START ENTRIES PROVIDED
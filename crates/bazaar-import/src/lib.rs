//! Catalog import pipeline: turns fulfillment-provider items into
//! marketplace products, one at a time or in tracked batches.

pub mod batch;
pub mod error;
pub mod importer;

pub use batch::{BatchReport, ItemFailure};
pub use error::ImportError;
pub use importer::{product_slug, ImportSettings, Importer};
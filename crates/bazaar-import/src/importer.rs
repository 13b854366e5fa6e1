//! Single-item import: mirror the remote item, then create and link its
//! marketplace product.

use std::sync::Arc;

use bazaar_core::{
    slugify, AppConfig, CatalogStore, LocalProduct, NewLocalProduct, Notifier, ProductStatus,
    RemoteCatalogItem, StoreError, StoredCatalogItem,
};
use bazaar_fulfillment::FulfillmentClient;
use futures::future::try_join_all;
use uuid::Uuid;

use crate::error::ImportError;

pub(crate) const DEFAULT_CHUNK_SIZE: usize = 5;

#[derive(Debug, Clone, Copy, PartialEq, Eq)]
pub struct ImportSettings {
    /// Owner of created products. `None` leaves them unassigned.
    pub vendor_id: Option<Uuid>,
    /// Items imported concurrently per batch chunk.
    pub chunk_size: usize,
}

impl Default for ImportSettings {
    fn default() -> Self {
        Self {
            vendor_id: None,
            chunk_size: DEFAULT_CHUNK_SIZE,
        }
    }
}

impl ImportSettings {
    #[must_use]
    pub fn from_app_config(config: &AppConfig) -> Self {
        Self {
            vendor_id: config.import_vendor_id,
            chunk_size: config.import_chunk_size.max(1),
        }
    }
}

/// Drives imports against a [`CatalogStore`].
pub struct Importer<S> {
    pub(crate) store: Arc<S>,
    pub(crate) notifier: Arc<dyn Notifier>,
    pub(crate) settings: ImportSettings,
}

impl<S: CatalogStore> Importer<S> {
    pub fn new(store: Arc<S>, notifier: Arc<dyn Notifier>, settings: ImportSettings) -> Self {
        Self {
            store,
            notifier,
            settings,
        }
    }

    #[must_use]
    pub fn store(&self) -> &S {
        &self.store
    }

    #[must_use]
    pub fn settings(&self) -> ImportSettings {
        self.settings
    }

    /// Imports one remote item and returns its marketplace product.
    ///
    /// Steps, in order:
    /// 1. upsert the mirror row keyed by `external_id`;
    /// 2. upsert every variant, concurrently;
    /// 3. derive the product slug;
    /// 4. insert the product in `pending` status;
    /// 5. link the mirror row to the product and mark it `imported`, while
    /// 6. inserting one image record per URL at its list position.
    ///
    /// If the mirror row already points at a product that still exists, the
    /// mirror and variants are refreshed and that product is returned; no
    /// duplicate is created.
    ///
    /// On failure after step 1 the mirror row is marked `failed` unless an
    /// earlier run already imported it. On failure after step 4 the new
    /// product and its images are deleted too. Rollback errors are logged and
    /// never replace the original error.
    ///
    /// # Errors
    ///
    /// Returns [`ImportError::Store`] from the first failing step.
    pub async fn import_item(&self, remote: &RemoteCatalogItem) -> Result<LocalProduct, ImportError> {
        let stored = self.store.upsert_stored_item(remote).await?;

        let product = match self.create_product(&stored, remote).await {
            Ok(CreateOutcome::Existing(product)) => {
                tracing::info!(
                    external_id = %remote.external_id,
                    product_id = product.id,
                    "item already imported; refreshed mirror only"
                );
                return Ok(product);
            }
            Ok(CreateOutcome::Created(product)) => product,
            Err(err) => {
                self.mark_failed_best_effort(&stored).await;
                return Err(err.into());
            }
        };

        if let Err(err) = self.link_and_attach_images(&stored, &product, remote).await {
            tracing::warn!(
                external_id = %remote.external_id,
                product_id = product.id,
                error = %err,
                "import failed after product insert; rolling back"
            );
            self.delete_product_best_effort(&product).await;
            self.mark_failed_best_effort(&stored).await;
            return Err(err.into());
        }

        tracing::info!(
            external_id = %remote.external_id,
            product_id = product.id,
            slug = %product.slug,
            images = remote.images.len(),
            variants = remote.variants.len(),
            "imported catalog item"
        );
        Ok(product)
    }

    /// Fetches `external_id` from the provider and imports it.
    ///
    /// # Errors
    ///
    /// Returns [`ImportError::Api`] if the fetch fails, otherwise anything
    /// [`Self::import_item`] returns.
    pub async fn fetch_and_import(
        &self,
        client: &FulfillmentClient,
        external_id: &str,
    ) -> Result<LocalProduct, ImportError> {
        let remote = client.fetch_item(external_id).await?;
        self.import_item(&remote).await
    }

    /// Steps 2 through 4, or the already-linked product.
    async fn create_product(
        &self,
        stored: &StoredCatalogItem,
        remote: &RemoteCatalogItem,
    ) -> Result<CreateOutcome, StoreError> {
        if remote.has_variants() {
            try_join_all(
                remote
                    .variants
                    .iter()
                    .map(|variant| self.store.upsert_stored_variant(stored.id, variant)),
            )
            .await?;
        }

        if let Some(product_id) = stored.local_product_id {
            if let Some(existing) = self.store.get_local_product(product_id).await? {
                return Ok(CreateOutcome::Existing(existing));
            }
        }

        let product = NewLocalProduct {
            vendor_id: self.settings.vendor_id,
            stored_item_id: stored.id,
            name: remote.title.clone(),
            slug: product_slug(remote),
            description: remote.description.clone(),
            sku: remote.sku.clone(),
            price: remote.price,
            currency_code: remote.currency_code.clone(),
            inventory_count: remote.total_inventory(),
            tags: remote.tags.clone(),
            status: ProductStatus::Pending,
        };
        let created = self.store.insert_local_product(&product).await?;
        Ok(CreateOutcome::Created(created))
    }

    /// Steps 5 and 6, run concurrently.
    async fn link_and_attach_images(
        &self,
        stored: &StoredCatalogItem,
        product: &LocalProduct,
        remote: &RemoteCatalogItem,
    ) -> Result<(), StoreError> {
        let link = self.store.mark_stored_item_imported(stored.id, product.id);
        let images = async {
            if remote.has_images() {
                try_join_all(remote.images.iter().enumerate().map(|(index, url)| {
                    let position = i32::try_from(index).unwrap_or(i32::MAX);
                    self.store.insert_product_image(product.id, url, position)
                }))
                .await?;
            }
            Ok::<(), StoreError>(())
        };

        futures::try_join!(link, images)?;
        Ok(())
    }

    async fn delete_product_best_effort(&self, product: &LocalProduct) {
        if let Err(err) = self.store.delete_local_product(product.id).await {
            tracing::error!(
                product_id = product.id,
                error = %err,
                "failed to delete product during import rollback"
            );
        }
    }

    /// An item imported by an earlier run keeps its `imported` status.
    async fn mark_failed_best_effort(&self, stored: &StoredCatalogItem) {
        if stored.is_imported() {
            return;
        }
        if let Err(err) = self.store.mark_stored_item_failed(stored.id).await {
            tracing::error!(
                stored_item_id = stored.id,
                error = %err,
                "failed to mark stored item as failed"
            );
        }
    }
}

enum CreateOutcome {
    Existing(LocalProduct),
    Created(LocalProduct),
}

/// Slug for the product created from `remote`: the slugified title, or
/// `item-<external_id>` when the title has no word characters.
#[must_use]
pub fn product_slug(remote: &RemoteCatalogItem) -> String {
    let slug = slugify(&remote.title);
    if !slug.is_empty() {
        return slug;
    }
    let id_slug = slugify(&remote.external_id);
    if id_slug.is_empty() {
        "item".to_owned()
    } else {
        format!("item-{id_slug}")
    }
}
END ENTRIES PROVIDED
EXERCISE DETAILS: Return exactly the lines that run from the top of the listing above to the line containing "filename crates/bazaar-import/src/importer.rs", please, keeping both end lines and leaving out everything else.

COMPLETED TASK:
filename crates/bazaar-import/src/lib.rs
//! Catalog import pipeline: turns fulfillment-provider items into
//! marketplace products, one at a time or in tracked batches.

pub mod batch;
pub mod error;
pub mod importer;

pub use batch::{BatchReport, ItemFailure};
pub use error::ImportError;
pub use importer::{product_slug, ImportSettings, Importer};
filename crates/bazaar-import/src/importer.rs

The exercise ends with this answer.